Haiku Today 2015.01.07 —

ALT-TEXT
(Image credit: glava2005)

searching hands
pulling you along —
rambling roots

 


Looking at this photo I’m struck by how my perception of late has been altered by playing video games – not in a necessarily good or bad way, but in opening up my eyes to the possibilities that exist in the world around me, and I wonder where in reality that might take me.

A little backstory: I decided a few months back that I wanted a new laptop because the one I purchased last year just wouldn’t play my favorite game, Guild Wars 2. I was aiming for a Macbook of some kind until I discovered by reading a lot of review online (and I do mean a lot!) that Macbooks, while powerful in their own right, make mediocre machines at best for gaming. After researching my options and looking up some more reviews and best-of articles, I pulled the trigger and purchased a gaming laptop. I also got to choose a few free games after I set it up, as a promotion from the company that made the video card, and one of them I chose was the 2013 reboot of Tomb Raider.

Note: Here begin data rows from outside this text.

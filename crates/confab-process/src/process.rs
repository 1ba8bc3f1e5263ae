//! The `Process` trait and the spawn sequence.

use std::sync::Arc;

use async_trait::async_trait;
use chrono::{DateTime, Utc};
use serde::{Deserialize, Serialize};
use serde_json::Value;
use tracing::warn;

use confab_core::{ProcessName, ProcessUri, ServiceId};
use confab_kv::EXP_WEEK;

use crate::context::{RequestContext, WorkspaceContext};
use crate::schema::validate_arguments;
use crate::status::{ProcessResult, ProcessStatus};
use crate::ProcessError;

pub const KEY_PROCESS_EXECUTOR: &str = "process:executor:";
pub const KEY_PROCESS_STATUS: &str = "process:status:";

/// A durable unit of execution.
///
/// Implementations hold their own arguments and any run state behind interior
/// mutability: the spawn machinery only sees the trait.
#[async_trait]
pub trait Process: Send + Sync {
    fn uri(&self) -> &ProcessUri;
    fn name(&self) -> ProcessName;
    /// The service that owns the process (receives its tool results).
    fn owner(&self) -> ServiceId;
    fn arguments(&self) -> Value;
    fn arguments_schema(&self) -> Option<Value> {
        None
    }
    fn request(&self) -> Arc<RequestContext>;

    /// The body of the process, run as a background task after spawn.
    async fn on_spawn(self: Arc<Self>);

    /// Delivered when the replica restarts. Processes without restart
    /// support stop here (see [`sigterm_stop`]); ones that can resume must
    /// persist enough state to do so.
    async fn on_sigterm(self: Arc<Self>);
}

/// The standard SIGTERM behavior: assign `Stopped{stopped}` and return.
pub async fn sigterm_stop(process: &dyn Process) {
    let result = send_update(process, Vec::new(), Some(ProcessResult::stopped())).await;
    if let Err(err) = result {
        warn!(uri = %process.uri(), error = %err, "sigterm update failed");
    }
}

/// What gets persisted at `process:executor:{uri}` so other replicas can
/// inspect or restart the process.
#[derive(Debug, Clone, Serialize, Deserialize)]
pub struct ProcessDefinition {
    pub process_uri: ProcessUri,
    pub name: ProcessName,
    pub owner: ServiceId,
    pub arguments: Value,
    pub created_at: DateTime<Utc>,
}

impl WorkspaceContext {
    /// Spawn a process: atomically (from the caller's point of view) validate
    /// uniqueness and arguments, persist the definition and initial status,
    /// then start the background task.
    pub async fn spawn(self: &Arc<Self>, process: Arc<dyn Process>) -> Result<(), ProcessError> {
        let uri = process.uri().clone();

        if self.refresh_status(&uri).await?.is_some() {
            return Err(ProcessError::Duplicate(uri));
        }

        // Do not store the definition or status on invalid arguments.
        let arguments = process.arguments();
        if let Some(schema) = process.arguments_schema() {
            validate_arguments(&schema, &arguments).map_err(|reason| {
                ProcessError::BadArguments {
                    name: process.name(),
                    reason,
                }
            })?;
        }

        // Store the definition, to allow interacting with the process from
        // other replicas.
        let definition = ProcessDefinition {
            process_uri: uri.clone(),
            name: process.name(),
            owner: process.owner(),
            arguments: arguments.clone(),
            created_at: Utc::now(),
        };
        let key_executor = format!("{}{}", KEY_PROCESS_EXECUTOR, uri.as_kv_path());
        self.kv
            .set_one(&key_executor, &definition, Some(EXP_WEEK))
            .await?;

        let status = ProcessStatus::new(
            process.request().request_id.clone(),
            uri.clone(),
            process.name(),
            arguments,
        );
        self.save_status(status).await?;

        self.register_process(Arc::clone(&process));
        self.spawn_task(async move { process.on_spawn().await });
        Ok(())
    }
}

/// Append progress and/or assign the result of a process, persisting the new
/// status and notifying listeners when it changed.
pub async fn send_update(
    process: &dyn Process,
    progress: Vec<Value>,
    result: Option<ProcessResult>,
) -> Result<ProcessStatus, ProcessError> {
    let context = process.request().workspace()?;
    let mut status = context.get_status(process.uri())?;
    status.update(progress, result)?;
    context.save_status(status.clone()).await?;
    Ok(status)
}

pub async fn send_progress(
    process: &dyn Process,
    progress: Value,
) -> Result<ProcessStatus, ProcessError> {
    send_update(process, vec![progress], None).await
}

pub async fn send_result(
    process: &dyn Process,
    result: ProcessResult,
) -> Result<ProcessStatus, ProcessError> {
    send_update(process, Vec::new(), Some(result)).await
}

#[cfg(test)]
mod tests {
    use super::*;
    use confab_core::RequestId;
    use confab_kv::KvStore;
    use serde_json::json;
    use std::time::Duration;

    struct FakeProcess {
        uri: ProcessUri,
        request: Arc<RequestContext>,
        arguments: Value,
        schema: Option<Value>,
    }

    #[async_trait]
    impl Process for FakeProcess {
        fn uri(&self) -> &ProcessUri {
            &self.uri
        }

        fn name(&self) -> ProcessName {
            "echo".parse().unwrap()
        }

        fn owner(&self) -> ServiceId {
            "svc-backend-tools".parse().unwrap()
        }

        fn arguments(&self) -> Value {
            self.arguments.clone()
        }

        fn arguments_schema(&self) -> Option<Value> {
            self.schema.clone()
        }

        fn request(&self) -> Arc<RequestContext> {
            Arc::clone(&self.request)
        }

        async fn on_spawn(self: Arc<Self>) {
            let _ = send_progress(self.as_ref(), json!({"started": true})).await;
            let _ = send_result(
                self.as_ref(),
                ProcessResult::success(json!({"ok": true}).as_object().unwrap().clone()),
            )
            .await;
        }

        async fn on_sigterm(self: Arc<Self>) {
            sigterm_stop(self.as_ref()).await;
        }
    }

    fn setup() -> (Arc<WorkspaceContext>, Arc<RequestContext>) {
        let context = WorkspaceContext::new(
            "ndw://internal/default-unit-test".parse().unwrap(),
            KvStore::memory(),
        );
        let request = RequestContext::create(&context, RequestId::generate()).unwrap();
        (context, request)
    }

    #[tokio::test]
    async fn spawn_runs_the_process_to_completion() {
        let (context, request) = setup();
        let uri = ProcessUri::stub("1");
        let process = Arc::new(FakeProcess {
            uri: uri.clone(),
            request,
            arguments: json!({"text": "hello"}),
            schema: None,
        });

        context.spawn(process).await.unwrap();
        let listener = context.listener(&uri).unwrap();
        tokio::time::timeout(Duration::from_secs(2), listener.wait_result())
            .await
            .unwrap()
            .unwrap();

        let status = context.get_status(&uri).unwrap();
        assert_eq!(status.progress, vec![json!({"started": true})]);
        assert!(matches!(status.result, Some(ProcessResult::Success { .. })));

        // The definition and status were persisted.
        let key = format!("{}{}", KEY_PROCESS_EXECUTOR, uri.as_kv_path());
        let definition: Option<ProcessDefinition> = context.kv.get(&key).await.unwrap();
        assert!(definition.is_some());
    }

    #[tokio::test]
    async fn spawn_rejects_duplicates() {
        let (context, request) = setup();
        let uri = ProcessUri::stub("1");
        let process = Arc::new(FakeProcess {
            uri: uri.clone(),
            request: Arc::clone(&request),
            arguments: json!({}),
            schema: None,
        });
        context.spawn(process).await.unwrap();

        let duplicate = Arc::new(FakeProcess {
            uri,
            request,
            arguments: json!({}),
            schema: None,
        });
        assert!(matches!(
            context.spawn(duplicate).await,
            Err(ProcessError::Duplicate(_))
        ));
    }

    #[tokio::test]
    async fn spawn_rejects_bad_arguments_without_creating_status() {
        let (context, request) = setup();
        let uri = ProcessUri::stub("1");
        let process = Arc::new(FakeProcess {
            uri: uri.clone(),
            request,
            arguments: json!({"wrong": 1}),
            schema: Some(json!({
                "type": "object",
                "properties": {"text": {"type": "string"}},
                "required": ["text"],
            })),
        });

        assert!(matches!(
            context.spawn(process).await,
            Err(ProcessError::BadArguments { .. })
        ));
        assert!(context.try_get_status(&uri).is_none());
    }
}
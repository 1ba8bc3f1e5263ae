//! JSON-Schema validation of process arguments.

use serde_json::Value;

/// Validate `arguments` against a JSON schema, returning the first violation
/// as a human-readable message.
pub fn validate_arguments(schema: &Value, arguments: &Value) -> Result<(), String> {
    let validator = jsonschema::validator_for(schema).map_err(|err| err.to_string())?;
    let result = match validator.iter_errors(arguments).next() {
        None => Ok(()),
        Some(error) => Err(error.to_string()),
    };
    result
}

#[cfg(test)]
mod tests {
    use super::*;
    use serde_json::json;

    #[test]
    fn accepts_matching_arguments() {
        let schema = json!({
            "type": "object",
            "properties": {"text": {"type": "string"}},
            "required": ["text"],
        });
        assert!(validate_arguments(&schema, &json!({"text": "hi"})).is_ok());
    }

    #[test]
    fn rejects_missing_required_field() {
        let schema = json!({
            "type": "object",
            "properties": {"text": {"type": "string"}},
            "required": ["text"],
        });
        let err = validate_arguments(&schema, &json!({})).unwrap_err();
        assert!(err.contains("text"));
    }
}
//! SQL repository functions.
//!
//! Every function takes the pool (or a connection for the per-record helpers)
//! and maps rows into `db::model` types. Anime rows are keyed by `anilist_id`;
//! the internal `id` is allocated on first insert and never changes.

use anyhow::{Context, Result};
use chrono::{DateTime, Utc};
use sqlx::{Connection, PgConnection, Row};
use tracing::{info, instrument, warn};

use super::model::{StoredAnime, TrackedPage};
use super::Pool;
use crate::model::{AnimeRecord, UpsertReport};

/// Write `records` in one transaction, each inside its own savepoint so a
/// failing record is rolled back alone.
#[instrument(skip_all, fields(records = records.len()))]
pub async fn upsert_batch(pool: &Pool, records: &[AnimeRecord]) -> Result<UpsertReport> {
    let mut report = UpsertReport::default();
    if records.is_empty() {
        return Ok(report);
    }

    let mut tx = pool.begin().await?;
    for record in records {
        let mut savepoint = Connection::begin(&mut *tx).await?;
        match upsert_anime(&mut savepoint, record).await {
            Ok(()) => {
                savepoint.commit().await?;
                report.upserted += 1;
            }
            Err(err) => {
                savepoint.rollback().await?;
                warn!(?err, anilist_id = record.anilist_id, "failed to upsert anime");
                report.failed += 1;
            }
        }
    }
    tx.commit().await?;

    info!(
        upserted = report.upserted,
        failed = report.failed,
        "inserted/updated animes"
    );
    Ok(report)
}

/// Upsert one anime and replace its genre associations.
async fn upsert_anime(conn: &mut PgConnection, record: &AnimeRecord) -> Result<()> {
    let anime_id = sqlx::query_scalar::<_, i64>(
        r#"
        INSERT INTO animes (
            id,
            anilist_id,
            title,
            anilist_cover,
            format_id,
            release_year,
            status_id,
            anilist_normalized_score,
            mal_id,
            created_at,
            updated_at
        )
        VALUES (
            (SELECT COALESCE(MAX(id), 0) + 1 FROM animes),
            $1,
            $2,
            $3,
            (SELECT id FROM anime_formats WHERE anilist = $4),
            $5,
            (SELECT id FROM anime_air_statuses WHERE anilist = $6),
            $7,
            $8,
            NOW(),
            NOW()
        )
        ON CONFLICT (anilist_id) DO UPDATE SET
            title = EXCLUDED.title,
            anilist_cover = EXCLUDED.anilist_cover,
            format_id = EXCLUDED.format_id,
            release_year = EXCLUDED.release_year,
            status_id = EXCLUDED.status_id,
            anilist_normalized_score = EXCLUDED.anilist_normalized_score,
            mal_id = EXCLUDED.mal_id,
            updated_at = EXCLUDED.updated_at
        RETURNING id
        "#,
    )
    .bind(record.anilist_id)
    .bind(&record.title)
    .bind(record.cover_url.as_deref())
    .bind(record.format.map(|f| f.as_str()))
    .bind(record.release_year)
    .bind(record.status.map(|s| s.as_str()))
    .bind(record.normalized_score)
    .bind(record.mal_id)
    .fetch_one(&mut *conn)
    .await
    .context("upsert into animes")?;

    sqlx::query("INSERT INTO genres (name) SELECT UNNEST($1::text[]) ON CONFLICT (name) DO NOTHING")
        .bind(record.genres.as_slice())
        .execute(&mut *conn)
        .await
        .context("insert genres")?;

    sqlx::query("DELETE FROM anime_genres WHERE anime_id = $1")
        .bind(anime_id)
        .execute(&mut *conn)
        .await
        .context("clear genre associations")?;

    sqlx::query(
        r#"
        INSERT INTO anime_genres (anime_id, genre_id)
        SELECT $1::bigint, id FROM genres WHERE name = ANY($2::text[])
        ON CONFLICT (anime_id, genre_id) DO NOTHING
        "#,
    )
    .bind(anime_id)
    .bind(record.genres.as_slice())
    .execute(&mut *conn)
    .await
    .context("insert genre associations")?;

    Ok(())
}

#[instrument(skip_all)]
pub async fn tracked_page_count(pool: &Pool) -> Result<i64> {
    let count: i64 = sqlx::query_scalar("SELECT COUNT(page) FROM anilist_update_tracking")
        .fetch_one(pool)
        .await?;
    Ok(count)
}

/// The page due within the next day, most overdue first, skipping the pages in
/// `exclude`. Page 1 when nothing has been tracked yet.
#[instrument(skip_all)]
pub async fn page_to_fetch(pool: &Pool, exclude: &[i32]) -> Result<Option<i32>> {
    let page = sqlx::query_scalar::<_, i32>(
        r#"
        SELECT page
        FROM anilist_update_tracking
        WHERE next_scheduled_update < NOW() + INTERVAL '1 day'
          AND page <> ALL($1::int[])
        ORDER BY next_scheduled_update ASC, page ASC
        LIMIT 1
        "#,
    )
    .bind(exclude)
    .fetch_optional(pool)
    .await?;

    if page.is_none() && !exclude.contains(&1) && tracked_page_count(pool).await? == 0 {
        return Ok(Some(1));
    }
    Ok(page)
}

/// Track every page after the highest known one, up to `last_page`.
#[instrument(skip_all)]
pub async fn track_pages(pool: &Pool, last_page: i32) -> Result<u64> {
    let added = sqlx::query(
        r#"
        INSERT INTO anilist_update_tracking (page)
        SELECT g
        FROM generate_series(
            (SELECT COALESCE(MAX(page), 0) + 1 FROM anilist_update_tracking),
            $1::int
        ) AS g
        ON CONFLICT (page) DO NOTHING
        "#,
    )
    .bind(last_page)
    .execute(pool)
    .await?
    .rows_affected();

    if added == 0 {
        info!("no new pages detected");
    } else {
        info!(added, last_page, "tracking new AniList pages");
    }
    Ok(added)
}

#[instrument(skip_all)]
pub async fn schedule_page(pool: &Pool, page: i32, at: DateTime<Utc>) -> Result<()> {
    sqlx::query(
        r#"
        INSERT INTO anilist_update_tracking (page, next_scheduled_update) VALUES ($1, $2)
        ON CONFLICT (page) DO UPDATE SET next_scheduled_update = EXCLUDED.next_scheduled_update
        "#,
    )
    .bind(page)
    .bind(at)
    .execute(pool)
    .await?;
    Ok(())
}

#[instrument(skip_all)]
pub async fn tracked_pages(pool: &Pool) -> Result<Vec<TrackedPage>> {
    let rows = sqlx::query(
        "SELECT page, next_scheduled_update::timestamptz AS next_scheduled_update FROM anilist_update_tracking ORDER BY page",
    )
    .fetch_all(pool)
    .await?;
    Ok(rows
        .into_iter()
        .map(|row| TrackedPage {
            page: row.get("page"),
            next_scheduled_update: row.get("next_scheduled_update"),
        })
        .collect())
}

#[instrument(skip_all)]
pub async fn find_anime(pool: &Pool, anilist_id: i64) -> Result<Option<StoredAnime>> {
    let row = sqlx::query(
        r#"
        SELECT a.id, a.anilist_id, a.mal_id, a.title, a.anilist_cover,
               f.anilist AS format, s.anilist AS status,
               a.release_year, a.anilist_normalized_score,
               a.created_at, a.updated_at
        FROM animes a
        LEFT JOIN anime_formats f ON f.id = a.format_id
        LEFT JOIN anime_air_statuses s ON s.id = a.status_id
        WHERE a.anilist_id = $1
        "#,
    )
    .bind(anilist_id)
    .fetch_optional(pool)
    .await?;

    Ok(row.map(|row| StoredAnime {
        id: row.get("id"),
        anilist_id: row.get("anilist_id"),
        mal_id: row.get("mal_id"),
        title: row.get("title"),
        cover_url: row.get("anilist_cover"),
        format: row.get("format"),
        status: row.get("status"),
        release_year: row.get("release_year"),
        normalized_score: row.get("anilist_normalized_score"),
        created_at: row.get("created_at"),
        updated_at: row.get("updated_at"),
    }))
}

/// Genre names currently associated with an anime, sorted.
#[instrument(skip_all)]
pub async fn anime_genres(pool: &Pool, anilist_id: i64) -> Result<Vec<String>> {
    let names: Vec<String> = sqlx::query_scalar(
        r#"
        SELECT g.name
        FROM anime_genres ag
        JOIN animes a ON a.id = ag.anime_id
        JOIN genres g ON g.id = ag.genre_id
        WHERE a.anilist_id = $1
        ORDER BY g.name
        "#,
    )
    .bind(anilist_id)
    .fetch_all(pool)
    .await?;
    Ok(names)
}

A conceptual render of Lara Croft in Tomb Raid...
A conceptual render of Lara Croft in Tomb Raider. She wields a bow, pistol and climbing axe. (Photo credit: Wikipedia)

Tomb Raider was so engaging that over Christmas week I spent many wee hours playing the game, and I completed it. It was a kind of visceral experience, partly because of the graphics, which were the most realistic I’d ever seen to date on a machine in my possession; I started out with a sense of trepidation, and I actually felt the physical reactions — the quickening heartbeat, the bated breath, the cold flush — as on several occasions I fell to my death, was crushed under rocks in a cave, attacked and killed by wolves, stabbed, shot, beaten . . . obviously there’s unlimited do-overs here, but it did little to deaden me to the experience of the next one.

Instead, I began to see opportunities. I went from being hunted to becoming a stalker and a warrior. I was up against nature, the supernatural, and the depredations of a cult of shipwrecked mercenaries on this island in the Devil’s Triangle. I was on a rescue mission, but almost nobody here wanted me to succeed. As I explored this crazy place I wondered: how small was the ratio of time I actually spent with my feet on solid ground?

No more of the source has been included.